Exacto. Mas tem havido tal progresso em novos materiais que começa a ser viável técnica e economicamente a opção.
E uma das grandes vantagens em relação à energia eólica é a predictabilidade dos períodos de maior produção. Com muitas horas ou dias de avanço sabe-se que ondulação vai chegar às costas. A previsão do regime de vento em cada local é muito mais... volátil!
Não há ocupação de solo. Podem ser aproveitadas estruturas costeiras ou portuárias existentes. É uma produção próxima das grandes zonas de consumo, visto que uma grande parte das zonas populosas e industriais se situa perto da costa.
O recurso é inesgotável, especialmente em zonas costeiras de grandes oceanos, como a nossa.


----------



## MSantos (29 Nov 2022 às 16:51)

EDP Renováveis instala no Algarve as turbinas eólicas terrestres mais potentes da Península Ibérica​
A EDP Renováveis concluiu a ampliação do parque eólico Barão São João, no Algarve, com duas novas torres eólicas, equipadas com aerogeradores de 6,2 megawatts da Vestas, as máquinas mais potentes em parques terrestres na Península Ibérica​


> A EDP Renováveis e a dinamarquesa Vestas concluíram a instalação das mais potentes turbinas para parques eólicos terrestres. Os dois novos aerogeradores, com uma potência unitária de 6,2 megawatts (MW), foram instalados no parque eólico Barão São João, em Lagos, no Algarve, informou a EDP em comunicado esta segunda-feira.
> A potência destes equipamentos não supera, contudo, a que está operacional no parque eólico offshore Windfloat Atlantic, ao largo de Viana do Castelo, com três máquinas de 8 MW cada, embora seja normal que os parques _offshore _sejam equipados com turbinas mais potentes do que as instalações em terra.
> O parque conta com duas novas torres, equipadas com aerogeradores Vestas EnVentus V162, máquinas às quais estarão acopladas pás de 80 metros de comprimento.
> Estas novas turbinas vêm reforçar a capacidade do parque Barão São João dos anteriores 50 MW (com 25 turbinas de 2 MW cada) para mais de 62 MW.
> ...


----------



## algarvio1980 (1 Dez 2022 às 20:55)

MSantos disse:


> EDP Renováveis instala no Algarve as turbinas eólicas terrestres mais potentes da Península Ibérica​
> A EDP Renováveis concluiu a ampliação do parque eólico Barão São João, no Algarve, com duas novas torres eólicas, equipadas com aerogeradores de 6,2 megawatts da Vestas, as máquinas mais potentes em parques terrestres na Península Ibérica​



Vídeo do transporte e montagem dos aerogeradores


----------



## AnDré (1 Dez 2022 às 23:15)

algarvio1980 disse:


> Vídeo do transporte e montagem dos aerogeradores


Provavelmente daqui a 5/10 anos devemos começar a assistir à renovação das turbinas eólicas mais antigas. Dado o avançar da tecnologia, podemos duplicar a potência eólica instalada sem criar novos parques eólicos.
O mesmo se devia pensar/estudar no que toca à energia hídrica. Temos muitas centrais hídricas da década de 60. Ao preço que está a energia, será que não compensa o investimento da actualização/aumento de potência dap hídricas mais antigas?


----------



## efcm (1 Dez 2022 às 23:48)

AnDré disse:


> Provavelmente daqui a 5/10 anos devemos começar a assistir à renovação das turbinas eólicas mais antigas. Dado o avançar da tecnologia, podemos duplicar a potência eólica instalada sem criar novos parques eólicos.
> O mesmo se devia pensar/estudar no que toca à energia hídrica. Temos muitas centrais hídricas da década de 60. Ao preço que está a energia, será que não compensa o investimento da actualização/aumento de potência dap hídricas mais antigas?

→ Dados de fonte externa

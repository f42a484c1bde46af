//! Frame buffers and the pool that recycles them
//!
//! A [`FramePool`] owns a fixed number of equally sized buffers. The
//! receive loop claims a buffer as a [`Frame`], fills it and hands it to the
//! consumer; dropping or [`Frame::queue`]-ing the frame returns the buffer.
//!
//! Claim and return are lock-free: free buffers live in a bounded
//! lock-free queue and outstanding frames are counted atomically. Only
//! [`FramePool::resize_buffer`] takes a lock, and it fails with
//! [`PoolError::Busy`] while any frame is outstanding.
//!
//! Frames hold a weak reference to their pool. A frame that outlives its
//! pool, or was [`Frame::unpool`]-ed, is a plain owned buffer.

mod stream;

pub use stream::{FrameInfo, FrameSource, OverflowPolicy, StreamConfig, StreamReceiver, StreamStats};

use crate::error::PoolError;
use crossbeam::queue::ArrayQueue;
use parking_lot::{Condvar, Mutex};
use std::sync::atomic::{AtomicUsize, Ordering};
use std::sync::{Arc, Weak};
use std::time::{Duration, Instant};

/// Life cycle stage of a frame
#[derive(Debug, Clone, Copy, PartialEq, Eq)]
pub enum FrameState {
    /// Held by the pool
    Free,
    /// Claimed by the receiver, being filled
    Filling,
    /// Filled, waiting for the consumer
    Ready,
    /// Handed to the consumer
    Consumed,
}

/// One buffer cycling between pool, receiver and consumer
pub struct Frame {
    buffer: Vec<u8>,
    pool: Weak<PoolShared>,
    offset: usize,
    size: usize,
    status: u32,
    state: FrameState,
}

impl Frame {
    /// Frame not attached to any pool
    pub fn unpooled(capacity: usize) -> Self {
        Self {
            buffer: vec![0; capacity],
            pool: Weak::new(),
            offset: 0,
            size: 0,
            status: 0,
            state: FrameState::Filling,
        }
    }

    /// Buffer capacity in bytes
    pub fn capacity(&self) -> usize {
        self.buffer.len()
    }

    /// Valid data (`offset..offset + size`)
    pub fn data(&self) -> &[u8] {
        &self.buffer[self.offset..self.offset + self.size]
    }

    /// Offset of the valid data within the buffer
    pub fn data_offset(&self) -> usize {
        self.offset
    }

    /// Number of valid bytes
    pub fn data_size(&self) -> usize {
        self.size
    }

    /// Whole buffer, for filling
    pub fn buffer_mut(&mut self) -> &mut [u8] {
        &mut self.buffer
    }

    /// Record where the valid data lives
    pub fn set_data(&mut self, offset: usize, size: usize) -> Result<(), PoolError> {
        let end = offset.saturating_add(size);
        if end > self.buffer.len() {
            return Err(PoolError::OutOfBounds {
                end,
                capacity: self.buffer.len(),
            });
        }
        self.offset = offset;
        self.size = size;
        Ok(())
    }

    /// Status reported with the data
    pub fn status(&self) -> u32 {
        self.status
    }

    /// Record the status reported with the data
    pub fn set_status(&mut self, status: u32) {
        self.status = status;
    }

    /// Current life cycle stage
    pub fn state(&self) -> FrameState {
        self.state
    }

    pub(crate) fn set_state(&mut self, state: FrameState) {
        self.state = state;
    }

    /// Whether the frame still returns to a live pool
    pub fn is_pooled(&self) -> bool {
        self.pool.strong_count() > 0
    }

    /// Return the frame to its pool. No-op if the pool is gone.
    pub fn queue(self) {
        drop(self)
    }

    /// Done consuming; same as [`Frame::queue`]
    pub fn release(self) {
        self.queue()
    }

    /// Detach from the pool and keep the buffer
    ///
    /// The pool shrinks by one frame.
    pub fn unpool(&mut self) {
        if let Some(pool) = self.pool.upgrade() {
            pool.members.fetch_sub(1, Ordering::AcqRel);
            pool.outstanding.fetch_sub(1, Ordering::AcqRel);
        }
        self.pool = Weak::new();
    }

    /// Detach from the pool and take the buffer
    pub fn into_buffer(mut self) -> Vec<u8> {
        self.unpool();
        std::mem::take(&mut self.buffer)
    }
}

impl Drop for Frame {
    fn drop(&mut self) {
        if let Some(pool) = self.pool.upgrade() {
            let buffer = std::mem::take(&mut self.buffer);
            pool.give_back(buffer);
        }
    }
}

impl core::fmt::Debug for Frame {
    fn fmt(&self, f: &mut core::fmt::Formatter<'_>) -> core::fmt::Result {
        f.debug_struct("Frame")
            .field("capacity", &self.capacity())
            .field("offset", &self.offset)
            .field("size", &self.size)
            .field("status", &self.status)
            .field("state", &self.state)
            .finish()
    }
}

struct PoolShared {
    free: ArrayQueue<Vec<u8>>,
    members: AtomicUsize,
    outstanding: AtomicUsize,
    buffer_size: AtomicUsize,
    resize: Mutex<()>,
    waiting: AtomicUsize,
    waiters: Mutex<()>,
    returned: Condvar,
}

impl PoolShared {
    fn give_back(&self, buffer: Vec<u8>) {
        if self.free.push(buffer).is_err() {
            // more returns than members: a frame was duplicated somewhere
            log::error!("frame pool overfull, dropping buffer");
        }
        self.outstanding.fetch_sub(1, Ordering::AcqRel);
        if self.waiting.load(Ordering::SeqCst) > 0 {
            let _guard = self.waiters.lock();
            self.returned.notify_one();
        }
    }
}

/// Bounded set of pre-allocated frame buffers
#[derive(Clone)]
pub struct FramePool {
    shared: Arc<PoolShared>,
}

impl FramePool {
    /// Pool of `count` buffers of `buffer_size` bytes each
    pub fn new(count: usize, buffer_size: usize) -> Self {
        let count = count.max(1);
        let free = ArrayQueue::new(count);
        for _ in 0..count {
            let _ = free.push(vec![0u8; buffer_size]);
        }
        log::debug!("frame pool: {} x {} bytes", count, buffer_size);
        Self {
            shared: Arc::new(PoolShared {
                free,
                members: AtomicUsize::new(count),
                outstanding: AtomicUsize::new(0),
                buffer_size: AtomicUsize::new(buffer_size),
                resize: Mutex::new(()),
                waiting: AtomicUsize::new(0),
                waiters: Mutex::new(()),
                returned: Condvar::new(),
            }),
        }
    }

    /// Number of frames belonging to the pool
    pub fn capacity(&self) -> usize {
        self.shared.members.load(Ordering::Acquire)
    }

    /// Size of every buffer
    pub fn buffer_size(&self) -> usize {
        self.shared.buffer_size.load(Ordering::Acquire)
    }

    /// Frames currently held outside the pool
    pub fn outstanding(&self) -> usize {
        self.shared.outstanding.load(Ordering::Acquire)
    }

    /// Frames currently free
    pub fn available(&self) -> usize {
        self.shared.free.len()
    }

    /// Claim a free frame without waiting
    pub fn try_claim(&self) -> Result<Frame, PoolError> {
        let shared = &self.shared;
        // count first so that resize never sees a popped buffer as free
        shared.outstanding.fetch_add(1, Ordering::AcqRel);
        match shared.free.pop() {
            Some(buffer) => Ok(Frame {
                buffer,
                pool: Arc::downgrade(shared),
                offset: 0,
                size: 0,
                status: 0,
                state: FrameState::Filling,
            }),
            None => {
                shared.outstanding.fetch_sub(1, Ordering::AcqRel);
                Err(PoolError::Exhausted)
            }
        }
    }

    /// Claim a free frame, waiting up to `timeout` for one to be returned
    pub fn claim(&self, timeout: Duration) -> Result<Frame, PoolError> {
        let deadline = Instant::now() + timeout;
        loop {
            if let Ok(frame) = self.try_claim() {
                return Ok(frame);
            }

            let shared = &self.shared;
            let mut guard = shared.waiters.lock();
            shared.waiting.fetch_add(1, Ordering::SeqCst);
            let timed_out = shared.free.is_empty()
                && shared.returned.wait_until(&mut guard, deadline).timed_out();
            shared.waiting.fetch_sub(1, Ordering::SeqCst);
            drop(guard);

            if timed_out {
                return self.try_claim();
            }
        }
    }

    /// Reallocate every buffer with `new_size` bytes
    ///
    /// Fails with [`PoolError::Busy`] while any frame is outstanding.
    pub fn resize_buffer(&self, new_size: usize) -> Result<(), PoolError> {
        let shared = &self.shared;
        let _resize = shared.resize.lock();

        let outstanding = shared.outstanding.load(Ordering::Acquire);
        if outstanding > 0 {
            return Err(PoolError::Busy { outstanding });
        }

        let members = shared.members.load(Ordering::Acquire);
        let mut drained = Vec::with_capacity(members);
        while let Some(buffer) = shared.free.pop() {
            drained.push(buffer);
        }
        if drained.len() != members {
            // a claim raced with us
            let outstanding = members - drained.len();
            for buffer in drained {
                let _ = shared.free.push(buffer);
            }
            return Err(PoolError::Busy { outstanding });
        }

        shared.buffer_size.store(new_size, Ordering::Release);
        for _ in 0..members {
            let _ = shared.free.push(vec![0u8; new_size]);
        }
        // claimers that found the queue drained by us
        {
            let _guard = shared.waiters.lock();
            shared.returned.notify_all();
        }
        log::debug!("frame pool: resized to {} x {} bytes", members, new_size);
        Ok(())
    }
}

impl core::fmt::Debug for FramePool {
    fn fmt(&self, f: &mut core::fmt::Formatter<'_>) -> core::fmt::Result {
        f.debug_struct("FramePool")
            .field("capacity", &self.capacity())
            .field("buffer_size", &self.buffer_size())
            .field("outstanding", &self.outstanding())
            .finish()
    }
}

#[cfg(test)]
mod tests {
    use super::*;
    use std::thread;

    #[test]
    fn test_claim_until_exhausted() {
        let pool = FramePool::new(2, 64);
        let a = pool.try_claim().unwrap();
        let b = pool.try_claim().unwrap();
        assert_eq!(pool.try_claim().unwrap_err(), PoolError::Exhausted);
        assert_eq!(pool.outstanding(), 2);
        assert_eq!(a.state(), FrameState::Filling);

        a.queue();
        b.release();
        assert_eq!(pool.outstanding(), 0);
        assert_eq!(pool.available(), 2);
    }

    #[test]
    fn test_set_data_bounds() {
        let pool = FramePool::new(1, 16);
        let mut frame = pool.try_claim().unwrap();
        frame.buffer_mut()[4..8].copy_from_slice(&[1, 2, 3, 4]);
        frame.set_data(4, 4).unwrap();
        assert_eq!(frame.data(), &[1, 2, 3, 4]);
        assert_eq!(
            frame.set_data(10, 7),
            Err(PoolError::OutOfBounds { end: 17, capacity: 16 })
        );
        assert_eq!(frame.data_offset(), 4);
    }

    #[test]
    fn test_resize_busy_while_outstanding() {
        let pool = FramePool::new(3, 32);
        let frame = pool.try_claim().unwrap();
        assert_eq!(
            pool.resize_buffer(128),
            Err(PoolError::Busy { outstanding: 1 })
        );
        assert_eq!(pool.buffer_size(), 32);

        drop(frame);
        pool.resize_buffer(128).unwrap();
        let frames: Vec<_> = (0..3).map(|_| pool.try_claim().unwrap()).collect();
        assert!(frames.iter().all(|f| f.capacity() == 128));
    }

    #[test]
    fn test_resize_wakes_blocked_claimer() {
        const CLAIMS: usize = 300;
        let pool = FramePool::new(1, 8);
        let claimer = {
            let pool = pool.clone();
            thread::spawn(move || {
                let mut slowest = Duration::ZERO;
                for _ in 0..CLAIMS {
                    let start = Instant::now();
                    let frame = pool.claim(Duration::from_secs(5)).unwrap();
                    slowest = slowest.max(start.elapsed());
                    drop(frame);
                }
                slowest
            })
        };

        // a claimer that finds the queue drained mid-resize must not sleep
        // until its deadline
        while !claimer.is_finished() {
            let size = if pool.buffer_size() == 8 { 16 } else { 8 };
            let _ = pool.resize_buffer(size);
        }
        let slowest = claimer.join().unwrap();
        assert!(slowest < Duration::from_secs(1), "claim stalled for {slowest:?}");
        assert_eq!(pool.outstanding(), 0);
    }

    #[test]
    fn test_queue_after_pool_dropped_is_noop() {
        let pool = FramePool::new(1, 8);
        let frame = pool.try_claim().unwrap();
        drop(pool);
        assert!(!frame.is_pooled());
        frame.queue();
    }

    #[test]
    fn test_unpool_detaches_and_shrinks() {
        let pool = FramePool::new(2, 8);
        let mut frame = pool.try_claim().unwrap();
        frame.unpool();
        assert!(!frame.is_pooled());
        assert_eq!(pool.outstanding(), 0);
        assert_eq!(pool.capacity(), 1);
        drop(frame);
        assert_eq!(pool.available(), 1);
        pool.resize_buffer(16).unwrap();
    }

    #[test]
    fn test_claim_waits_for_return() {
        let pool = FramePool::new(1, 8);
        let held = pool.try_claim().unwrap();
        let waiter = {
            let pool = pool.clone();
            thread::spawn(move || pool.claim(Duration::from_secs(5)).map(|f| f.capacity()))
        };
        thread::sleep(Duration::from_millis(20));
        drop(held);
        assert_eq!(waiter.join().unwrap(), Ok(8));
    }

    #[test]
    fn test_claim_times_out() {
        let pool = FramePool::new(1, 8);
        let _held = pool.try_claim().unwrap();
        let start = Instant::now();
        assert_eq!(
            pool.claim(Duration::from_millis(20)).unwrap_err(),
            PoolError::Exhausted
        );
        assert!(start.elapsed() >= Duration::from_millis(20));
    }

    #[test]
    fn test_cycles_beyond_capacity() {
        const CAPACITY: usize = 4;
        const CYCLES: usize = 1000;
        let pool = FramePool::new(CAPACITY, 32);
        let (tx, rx) = crossbeam::channel::bounded::<Frame>(CAPACITY);

        let consumer = thread::spawn(move || {
            let mut seen = 0usize;
            for mut frame in rx {
                assert_eq!(frame.state(), FrameState::Ready);
                frame.set_state(FrameState::Consumed);
                assert_eq!(frame.data()[0] as usize, seen % 256);
                seen += 1;
                frame.queue();
            }
            seen
        });

        for i in 0..CYCLES {
            let mut frame = pool.claim(Duration::from_secs(5)).unwrap();
            frame.buffer_mut()[0] = (i % 256) as u8;
            frame.set_data(0, 1).unwrap();
            frame.set_state(FrameState::Ready);
            tx.send(frame).unwrap();
            assert!(pool.outstanding() <= CAPACITY);
        }
        drop(tx);

        assert_eq!(consumer.join().unwrap(), CYCLES);
        assert_eq!(pool.outstanding(), 0);
        assert_eq!(pool.available(), CAPACITY);
    }
}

As eólicas são substituídas por modelos maiores e com pás ainda mais aerodinâmicas.

Mas nós geradores das hidroeléctricas acho que já não existiram grandes ganhos na tecnologia dos anos 60 para agora.

Mas se alguém com mais conhecimentos no assunto quiser explicar as melhorias das novas turbinas, estou cá para aprender.

Enviado do meu Redmi Note 7 através do Tapatalk


----------



## fernandinand (2 Dez 2022 às 10:12)

efcm disse:


> As eólicas são substituídas por modelos maiores e com pás ainda mais aerodinâmicas.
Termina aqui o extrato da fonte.